When Nailer’s quest for a better life takes him away from his coastal home though... that’s where things started to fall down for me. Bacigalupi has clearly gone to a lot of trouble to come up with a setting like this; using it as the backdrop for what is essentially a ‘chase story’ didn’t quite fit somehow. It really didn’t gel for me, the background setting hinted at something a little more thoughtful than the action scenes that we got. That’s not to say that Bacigalupi can’t write a decent action scene (he clearly can) and the plot had enough twists and turns to keep me reading. I guess I was after a smooth read and the use of two such contrasting elements meant that was never going to happen.
If that wasn’t enough, I found Nailer to be a character that I had real trouble engaging with. Basically, I read the book to see what happened at the end, not to see what happened to him (if you get my meaning).

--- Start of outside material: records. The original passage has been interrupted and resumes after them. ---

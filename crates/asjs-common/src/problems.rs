//! Problem records and the shared problem sink.
//!
//! Emission never aborts on a recoverable translation problem; it degrades the
//! output for the offending subtree and appends a record here. The sink is an
//! insertion-ordered, append-only sequence shared by an entire compilation run.

use std::sync::Mutex;

use serde::Serialize;

/// Problem severity.
#[derive(Clone, Copy, Debug, PartialEq, Eq, Serialize)]
pub enum ProblemSeverity {
    Warning = 0,
    Error = 1,
}

/// A source position attached to a problem record.
///
/// Positions refer to the original source file the front-end resolved the AST
/// from. A synthesized node carries `SourceLocation::UNKNOWN`.
#[derive(Clone, Debug, PartialEq, Eq, Serialize)]
pub struct SourceLocation {
    pub file: String,
    pub line: u32,
    pub column: u32,
}

impl SourceLocation {
    pub const UNKNOWN: SourceLocation = SourceLocation {
        file: String::new(),
        line: 0,
        column: 0,
    };

    pub fn new(file: impl Into<String>, line: u32, column: u32) -> Self {
        Self {
            file: file.into(),
            line,
            column,
        }
    }
}

/// A single recoverable problem discovered during emission.
#[derive(Clone, Debug, Serialize)]
pub struct Problem {
    pub severity: ProblemSeverity,
    pub message: String,
    pub location: SourceLocation,
}

impl Problem {
    pub fn error(message: impl Into<String>, location: SourceLocation) -> Self {
        Self {
            severity: ProblemSeverity::Error,
            message: message.into(),
            location,
        }
    }

    pub fn warning(message: impl Into<String>, location: SourceLocation) -> Self {
        Self {
            severity: ProblemSeverity::Warning,
            message: message.into(),
            location,
        }
    }
}

/// Append-only problem collection for one compilation run.
///
/// Units may be emitted from worker threads, so appends go through a mutex.
/// Within one unit's emission appends are sequential and therefore keep their
/// insertion order; cross-unit ordering is whatever the scheduler produced.
#[derive(Debug, Default)]
pub struct ProblemSink {
    problems: Mutex<Vec<Problem>>,
}

impl ProblemSink {
    pub fn new() -> Self {
        Self::default()
    }

    pub fn add(&self, problem: Problem) {
        self.lock().push(problem);
    }

    pub fn is_empty(&self) -> bool {
        self.len() == 0
    }

    pub fn len(&self) -> usize {
        self.lock().len()
    }

    /// Snapshot of all problems recorded so far, in insertion order.
    pub fn collect(&self) -> Vec<Problem> {
        self.lock().clone()
    }

    fn lock(&self) -> std::sync::MutexGuard<'_, Vec<Problem>> {
        // A poisoned lock still holds a valid problem list; keep appending.
        match self.problems.lock() {
            Ok(guard) => guard,
            Err(poisoned) => poisoned.into_inner(),
        }
    }
}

The fairest thing to say here is that I’m not the ‘Young Adult’ audience that this book is aimed at. The target audience will probably get a lot more out Nailer’s character than I did. Personally, I have trouble dealing with any teenage character that attaches the same level of importance to their own adolescent feelings as they do to the prospect of being torn apart by augmented dog men. Get away from the dog man first, then work out if you’re going to make a move on the potential love interest...
I did feel for Nailer, and what he was going through, but I couldn’t help but think that perhaps Bacigalupi could have handled his character a little more effectively...
‘Ship Breaker’ is a bit of a mixed bag then but the world building is superb, enough so that I’ll put my misgivings to one side and give ‘The Windup Girl’ a go at some point. I’ll be hoping for better things though...
Seven and a Half out of Ten
2 comments:
Graeme!
I haven't read The Windup Girl either,,,natch.
Troy
Graeme, your reviews are terrific. Thanks you. I have very little time to sit and read for pure entertainment, and reading well written reviews is important to me. Then I can feel confident when I do choose my next 'to read' book, I will not be disappointed.